Well, if the average buyer is an idiot who doesn’t understand what s/he is doing, and ignores advice that explains how these things work, I’ve little sympathy.

Perhaps if you do sell on all the cells you’ve been buying, you can include a note to advise novices all about these issues.

To reiterate. There is nothing wrong with these cells. You might not get the full capacity from them, but that’s not the end of the world. Everthing is safe. I suspect that most customers have an inkling of what they are buying.

This are all symptoms of uninformed buyer.
4.35V cells are NOT for average buyers as well as discharging them to 2.5V.
Lithium Ion (as well as Lithium polymer) batteries are not toys and charging them and especially testing (circling through charging<->discharging) them requires some knowledge.
Before you buy Lithium Ion cells you have to ask yourself what are you going to use them for, there are so many models of Li-Ion cells for different types of applications and you have to know to choose best kind for your use.
For example, if you need cells for battery pack, also called mobile power pack, like Xiaomi battery packs are, you don’t need IMR cells that can deliver high current, but you must use unprotected cells (you can have problems if using protected cells) preferably flat top with highest capacity that you can find, 6A will work just fine BUT on other hand if you need cells for high power multi emitter LED light you will have to look for cells that can support higher current draw and perform well under heavy load.
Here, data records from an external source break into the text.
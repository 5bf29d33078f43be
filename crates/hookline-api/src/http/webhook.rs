//! Inbound webhook handler.

use std::collections::HashMap;
use std::sync::Arc;

use axum::{
    body::Bytes,
    extract::{OriginalUri, Path, Query, State},
    http::{HeaderMap, Method, StatusCode, header},
    response::{IntoResponse, Response},
};
use chrono::Utc;
use tracing::{Instrument, debug, info, warn};

use hookline_core::extract_payload;
use hookline_protocols::trigger::{TriggerContext, TriggerProvider};
use hookline_protocols::types::{
    EventDispatch, EventOutcome, SubscriptionState, WebhookRequest, WebhookResponse,
    now_timestamp,
};

use crate::error::ApiError;
use crate::state::{AppState, EmittedEvent};
use crate::store::StoredSubscription;

/// Handle a delivery from the upstream.
///
/// ANY /triggers/{id}
///
/// The provider's acknowledgment is relayed verbatim. Matched events are
/// invoked afterwards; their failures are logged and never change the
/// response the sender sees.
pub async fn handle_webhook(
    State(state): State<Arc<AppState>>,
    Path(id): Path<String>,
    method: Method,
    OriginalUri(uri): OriginalUri,
    Query(query): Query<HashMap<String, String>>,
    headers: HeaderMap,
    body: Bytes,
) -> Result<Response, ApiError> {
    let stored = state
        .store
        .get(&id)
        .ok_or_else(|| ApiError::SubscriptionNotFound(id.clone()))?;
    if stored.state_at(now_timestamp()) == SubscriptionState::Expired {
        warn!(subscription_id = %id, "Delivery for expired subscription rejected");
        return Err(ApiError::SubscriptionExpired(id));
    }

    let provider = state.registry.require(&stored.provider)?;
    let ctx = state
        .context(&stored.provider)
        .with_correlation_id(uuid::Uuid::new_v4().to_string());

    let mut request = WebhookRequest::new(body.to_vec())
        .with_method(method.as_str())
        .with_path(uri.path());
    for (name, value) in headers.iter() {
        if let Ok(v) = value.to_str() {
            request = request.with_header(name.as_str(), v);
        }
    }
    for (key, value) in query {
        request = request.with_query(key, value);
    }

    let dispatch = provider
        .trigger()
        .dispatch_event(&ctx, &stored.subscription, &request)
        .await
        .inspect_err(|e| warn!(subscription_id = %id, error = %e, "Webhook dispatch failed"))?;
    info!(
        subscription_id = %id,
        events = ?dispatch.events,
        "Webhook dispatched"
    );

    invoke_events(&state, &*provider, &ctx, &stored, &request, &dispatch)
        .instrument(ctx.span("invoke_events"))
        .await;

    Ok(relay(dispatch.response))
}

async fn invoke_events(
    state: &AppState,
    provider: &dyn TriggerProvider,
    ctx: &TriggerContext,
    stored: &StoredSubscription,
    request: &WebhookRequest,
    dispatch: &EventDispatch,
) {
    if dispatch.is_empty() {
        return;
    }
    let payload = match &dispatch.payload {
        Some(payload) => payload.clone(),
        None => match extract_payload(&request.body) {
            Ok(payload) => payload,
            Err(e) => {
                warn!(subscription_id = %stored.id, error = %e, "Payload unavailable for events");
                return;
            }
        },
    };

    for name in &dispatch.events {
        let Some(event) = provider.event(name) else {
            debug!(event = %name, "No handler registered for event");
            continue;
        };
        let parameters = stored.parameters_for(name);
        match event.on_event(ctx, request, &parameters, &payload).await {
            Ok(EventOutcome::Emit(variables)) => {
                let receivers = state.publish(EmittedEvent {
                    subscription_id: stored.id.clone(),
                    provider: stored.provider.clone(),
                    event: name.clone(),
                    variables: variables.variables,
                    received_at: Utc::now(),
                });
                info!(event = %name, receivers, "Event emitted");
            }
            Ok(EventOutcome::Ignored) => {
                debug!(event = %name, "Event ignored by filter");
            }
            Err(e) => {
                warn!(event = %name, error = %e, "Event handler failed");
            }
        }
    }
}

fn relay(response: WebhookResponse) -> Response {
    let status = StatusCode::from_u16(response.status).unwrap_or(StatusCode::OK);
    (
        status,
        [(header::CONTENT_TYPE, response.content_type)],
        response.body,
    )
        .into_response()
}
For beginners it is advisable to use protected cells so they couldn’t do something dangerous and destroy perfectly good innocent cell or even worse, suffer injuries…
When you know intended use you can decide if you need protected or unprotected cells, cheaper low drain cells or high drain cells, flat top or button top cells, 4.2V or 4.35V cells, etc…
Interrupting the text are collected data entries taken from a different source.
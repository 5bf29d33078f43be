//! Errors reported by upstream service clients.

use thiserror::Error;

/// Failure of a call to the upstream service that owns the webhook
/// registration.
#[derive(Debug, Error)]
pub enum UpstreamError {
    /// The upstream does not know the referenced registration.
    #[error("Registration not found upstream: {0}")]
    NotFound(String),

    #[error("Unauthorized: {0}")]
    Unauthorized(String),

    #[error("HTTP {status}: {body}")]
    Status { status: u16, body: String },

    #[error("Failed to decode upstream response: {0}")]
    Decode(String),

    #[error("Transport error: {0}")]
    Transport(String),

    #[error("Request timed out")]
    Timeout,
}

impl UpstreamError {
    /// Whether the error means the registration is already gone.
    pub fn is_not_found(&self) -> bool {
        matches!(self, Self::NotFound(_))
    }
}
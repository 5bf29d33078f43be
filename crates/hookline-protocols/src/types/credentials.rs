//! Provider credentials.

use serde::{Deserialize, Serialize};
use serde_json::Value;
use std::collections::HashMap;

/// How a set of credentials was obtained.
#[derive(Debug, Clone, Copy, PartialEq, Eq, Default, Serialize, Deserialize)]
#[serde(rename_all = "kebab-case")]
pub enum CredentialType {
    ApiKey,
    #[serde(rename = "oauth2")]
    OAuth2,
    #[default]
    Unauthorized,
}

impl std::fmt::Display for CredentialType {
    fn fmt(&self, f: &mut std::fmt::Formatter<'_>) -> std::fmt::Result {
        let s = match self {
            Self::ApiKey => "api-key",
            Self::OAuth2 => "oauth2",
            Self::Unauthorized => "unauthorized",
        };
        f.write_str(s)
    }
}

/// Read-only credential map handed to every lifecycle and dispatch call.
///
/// Persistence is the host's job; this type is never written anywhere.
#[derive(Clone, Default, PartialEq, Serialize, Deserialize)]
#[serde(transparent)]
pub struct Credentials(HashMap<String, Value>);

impl Credentials {
    pub fn new() -> Self {
        Self::default()
    }

    /// Add a credential value.
    pub fn with(mut self, key: impl Into<String>, value: impl Into<Value>) -> Self {
        self.0.insert(key.into(), value.into());
        self
    }

    pub fn get(&self, key: &str) -> Option<&Value> {
        self.0.get(key)
    }

    /// Get a credential as a non-empty string.
    pub fn get_str(&self, key: &str) -> Option<&str> {
        self.0
            .get(key)
            .and_then(Value::as_str)
            .filter(|s| !s.is_empty())
    }

    pub fn contains_key(&self, key: &str) -> bool {
        self.0.contains_key(key)
    }

    pub fn keys(&self) -> impl Iterator<Item = &String> {
        self.0.keys()
    }

    pub fn len(&self) -> usize {
        self.0.len()
    }

    pub fn is_empty(&self) -> bool {
        self.0.is_empty()
    }
}

impl From<HashMap<String, Value>> for Credentials {
    fn from(map: HashMap<String, Value>) -> Self {
        Self(map)
    }
}

impl FromIterator<(String, Value)> for Credentials {
    fn from_iter<I: IntoIterator<Item = (String, Value)>>(iter: I) -> Self {
        Self(iter.into_iter().collect())
    }
}

// Values are secrets; only the key names are printed.
impl std::fmt::Debug for Credentials {
    fn fmt(&self, f: &mut std::fmt::Formatter<'_>) -> std::fmt::Result {
        let mut keys: Vec<&String> = self.0.keys().collect();
        keys.sort();
        f.debug_struct("Credentials").field("keys", &keys).finish()
    }
}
About special chargers and discharging to 2.5V
As you noticed, for charging cells up to 4.35V or discharging them to 2.5V you need special equipment and this is all done so uninformed users could not accidentally get into dangerous situations, burn down the house or something similar. If every charger could charge up to 4.35V there would be many cases where users would forget to set 4.2V as max V because majority cells go to 4.2V and that would slowly kill cells, cause overheating, maybe even explosion/fire.
Also, discharging to 2.5 v is not common practice and is mainly used for capacity measurement, in real life situation you almost never discharge cells to that voltage, that is pushing the limits. For testing purposes and safe discharging it is recommendable to use balance charger/discharger like Turnigy Accucell 6 (I have this one).

For novices I always recommend protected button top Panasonic NCR18650B cells, for ~6,3$/piece they are excellent buy for many users, you don’t have to know anything about them, they will protect themselves from almost any misuse.

There are many themes here where you can read useful things about batteries, one of the best sources of informations are HKJs tests, he tested almost every battery that you can buy.

I think what Woody is trying to say is like if you bought a Bugatti Veyron because it can do 0-60 in 2.4 seconds…. and then are upset because you can’t drive it to the same limits that they were able to do in testing. You can’t then say it was necessarily false advertising on the makers part.

That being said…… I take all battery figures with a grain of salt until I have seen an independent test.